An evidence-led dog food review, built by skeptics.

We built PetScored because dog food rating sites are dominated by two things: advertising in disguise, and confident-sounding opinion with no method. We thought we could do better by being honest about what a label can and can’t prove.

Dog food live firstDeterministic scoringNo medical claims

What we promise

Four commitments.

  1. 01

    We publish the rubric.

    Every score is reconstructible from the public methodology. If you disagree with a score, you can show your work. So can we.

  2. 02

    We take no manufacturer money.

    No paid placements, no sponsored rankings, no free product reviews. Affiliate links on retail pages are disclosed and never affect scores.

  3. 03

    We refuse to score what we can't verify.

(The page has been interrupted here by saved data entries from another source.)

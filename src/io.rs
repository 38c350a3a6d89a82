use std::io::Write;
use std::path::Path;

use serde::{Serialize, de::DeserializeOwned};

use crate::error::Result;
use crate::odometry::FrameReport;

/// Serializes an object to a JSON file.
pub fn object_to_json<T: Serialize, P: AsRef<Path>>(output_path: P, object: &T) -> Result<()> {
    let j = serde_json::to_string_pretty(object)?;
    let mut file = std::fs::File::create(output_path)?;
    file.write_all(j.as_bytes())?;
    Ok(())
}

/// Deserializes an object from a JSON file.
pub fn object_from_json<T: DeserializeOwned, P: AsRef<Path>>(file_path: P) -> Result<T> {
    let contents = std::fs::read_to_string(file_path)?;
    Ok(serde_json::from_str(&contents)?)
}

#[derive(Debug, Clone, PartialEq, Serialize, serde::Deserialize)]
pub struct TrajectoryEntry {
    pub frame_index: usize,
    pub time_ns: i64,
    pub translation: [f64; 3],
}

/// Accumulated positions of the frames that carried a pose.
pub fn trajectory_entries<'a>(
    reports: impl IntoIterator<Item = (&'a FrameReport, i64)>,
) -> Vec<TrajectoryEntry> {
    reports
        .into_iter()
        .filter_map(|(r, time_ns)| {
            r.translation.map(|translation| TrajectoryEntry {
                frame_index: r.frame_index,
                time_ns,
                translation,
            })
        })
        .collect()
}

/// Writes a plain-text summary of a run.
pub fn write_report<P: AsRef<Path>>(output_path: P, reports: &[FrameReport]) -> Result<()> {
    let updated = reports.iter().filter(|r| r.pose_updated).count();
    let matched = reports.iter().filter(|r| r.matches.matched).count();
    let mean_ms = if reports.is_empty() {
        0.0
    } else {
        reports.iter().map(|r| r.timing.total_ms).sum::<f64>() / reports.len() as f64
    };
    let mut s = String::new();
    s += format!("frames: {}\n", reports.len()).as_str();
    s += format!("matched frames: {}\n", matched).as_str();
    s += format!("pose updates: {}\n", updated).as_str();
    s += format!("average frame time: {:.3} ms\n", mean_ms).as_str();
    if let Some(t) = reports.iter().rev().find_map(|r| r.translation) {
        s += format!("final translation: [{:.5}, {:.5}, {:.5}]\n", t[0], t[1], t[2]).as_str();
    }
    let mut file = std::fs::File::create(output_path)?;
    file.write_all(s.as_bytes())?;
    Ok(())
}
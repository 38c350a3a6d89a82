//! Top-down trajectory trace on a fixed-scale raster canvas.

use std::path::Path;

use image::{Rgb, RgbImage};
use imageproc::drawing::draw_line_segment_mut;
use serde::{Deserialize, Serialize};

use crate::error::Result;

#[derive(Debug, Clone, PartialEq, Serialize, Deserialize)]
#[serde(default)]
pub struct TrajectoryConfig {
    /// Pixels per translation unit.
    pub scale: f64,
    /// Pixel offset added to both axes after scaling.
    pub shift: i32,
    pub canvas_size: u32,
    /// RGB.
    pub color: [u8; 3],
    pub thickness: u32,
}

impl Default for TrajectoryConfig {
    fn default() -> Self {
        Self {
            scale: 4.0,
            shift: 290,
            canvas_size: 600,
            color: [26, 255, 22],
            thickness: 2,
        }
    }
}

/// Append-only polyline of the first two translation coordinates.
///
/// The pen starts at the projection of the origin. Each
/// [`TrajectoryProjector::update`] draws one segment from the last plotted
/// point and moves the pen. The canvas is never cleared.
#[derive(Debug, Clone)]
pub struct TrajectoryProjector {
    config: TrajectoryConfig,
    canvas: RgbImage,
    last: (i32, i32),
    segments: usize,
}

impl Default for TrajectoryProjector {
    fn default() -> Self {
        TrajectoryProjector::new(TrajectoryConfig::default())
    }
}

impl TrajectoryProjector {
    pub fn new(config: TrajectoryConfig) -> TrajectoryProjector {
        let canvas = RgbImage::new(config.canvas_size, config.canvas_size);
        let last = (config.shift, config.shift);
        TrajectoryProjector {
            config,
            canvas,
            last,
            segments: 0,
        }
    }

    pub fn config(&self) -> &TrajectoryConfig {
        &self.config
    }

    /// Canvas pixel of a world position. Scaled coordinates are truncated
    /// toward zero before the shift is added.
    pub fn to_pixel(&self, x: f64, y: f64) -> (i32, i32) {
        let px = (x * self.config.scale) as i32;
        let py = (y * self.config.scale) as i32;
        (px.saturating_add(self.config.shift), py.saturating_add(self.config.shift))
    }

    pub fn update(&mut self, x: f64, y: f64) {
        let next = self.to_pixel(x, y);
        draw_thick_line(
            &mut self.canvas,
            self.last,
            next,
            self.config.thickness,
            Rgb(self.config.color),
        );
        log::trace!("trajectory segment {:?} -> {:?}", self.last, next);
        self.last = next;
        self.segments += 1;
    }

    pub fn render(&self) -> &RgbImage {
        &self.canvas
    }

    pub fn last_point(&self) -> (i32, i32) {
        self.last
    }

    pub fn segments(&self) -> usize {
        self.segments
    }

    pub fn save<P: AsRef<Path>>(&self, path: P) -> Result<()> {
        self.canvas.save(path)?;
        Ok(())
    }
}

/// Liang-Barsky clip of a segment against `[lo, hi]` on both axes.
fn clip_segment(from: (i32, i32), to: (i32, i32), lo: f64, hi: f64) -> Option<((i64, i64), (i64, i64))> {
    let (x0, y0) = (from.0 as f64, from.1 as f64);
    let (dx, dy) = (to.0 as f64 - x0, to.1 as f64 - y0);
    let mut t0 = 0.0f64;
    let mut t1 = 1.0f64;
    for (p, q) in [(-dx, x0 - lo), (dx, hi - x0), (-dy, y0 - lo), (dy, hi - y0)] {
        if p == 0.0 {
            if q < 0.0 {
                return None;
            }
        } else {
            let r = q / p;
            if p < 0.0 {
                t0 = t0.max(r);
            } else {
                t1 = t1.min(r);
            }
        }
    }
    if t0 > t1 {
        return None;
    }
    let at = |t: f64| ((x0 + t * dx).round() as i64, (y0 + t * dy).round() as i64);
    Some((at(t0), at(t1)))
}

/// Line of `thickness` pixels: the clipped segment is drawn once per offset
/// inside a disc of radius `thickness / 2`.
fn draw_thick_line(canvas: &mut RgbImage, from: (i32, i32), to: (i32, i32), thickness: u32, color: Rgb<u8>) {
    let radius = (thickness / 2) as i64;
    let margin = radius as f64 + 1.0;
    let hi = canvas.width().max(canvas.height()) as f64 + margin;
    let Some(((x0, y0), (x1, y1))) = clip_segment(from, to, -margin, hi) else {
        return;
    };
    for oy in -radius..=radius {
        for ox in -radius..=radius {
            if ox * ox + oy * oy > radius * radius {
                continue;
            }
            draw_line_segment_mut(
                canvas,
                ((x0 + ox) as f32, (y0 + oy) as f32),
                ((x1 + ox) as f32, (y1 + oy) as f32),
                color,
            );
        }
    }
}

    When the evidence is missing, contested, or partial in a way we can't resolve, the bag stays off the public scorecards. The absence is the honest answer.

  4. 04

    We don't pretend to be your vet.

    We score what the label can prove. We do not diagnose, recommend for disease, or replace clinical judgment. We say so on every page that touches medical territory.

How we make money

Reader-supported, period.

PetScored is funded by readers and, eventually, by affiliate links on retail-purchase actions for foods that have already been scored. We never take money from manufacturers. We never accept payment to score, re-score, or de-score a bag. Affiliate revenue does not affect the rubric, the score, or where a food places on a best-for list. If we ever change that, we will publish the change here first.

Why dog food first

The proving ground.

Dog food labels are flawed, but they exist. Nutrition panels are required. Ingredient lists are required. Recall records are public. Retail prices are traceable. That makes dog food the one category where a deterministic rubric can be built and defended without inventing data.

Cat food, supplements, insurance, diagnostics, and pet tech each have their own evidence problems. PetScored will only score them when each category has its own defensible methodology. Until then they stay on the roadmap, not the rubric.

Who we are

The desk.

PetScored is a small team. We have lived with dogs, have read too many labels, and have spent enough time reading the adverse-food-reaction literature to know how little of it makes it onto a bag. We are not vets. We are not scientists. We are careful readers of public evidence.

Editorial and methodology decisions are made by the PetScored desk. If you want to argue with a score, write to us. If you want to argue with the rubric, do that too — we change the rubric in public when the argument is good.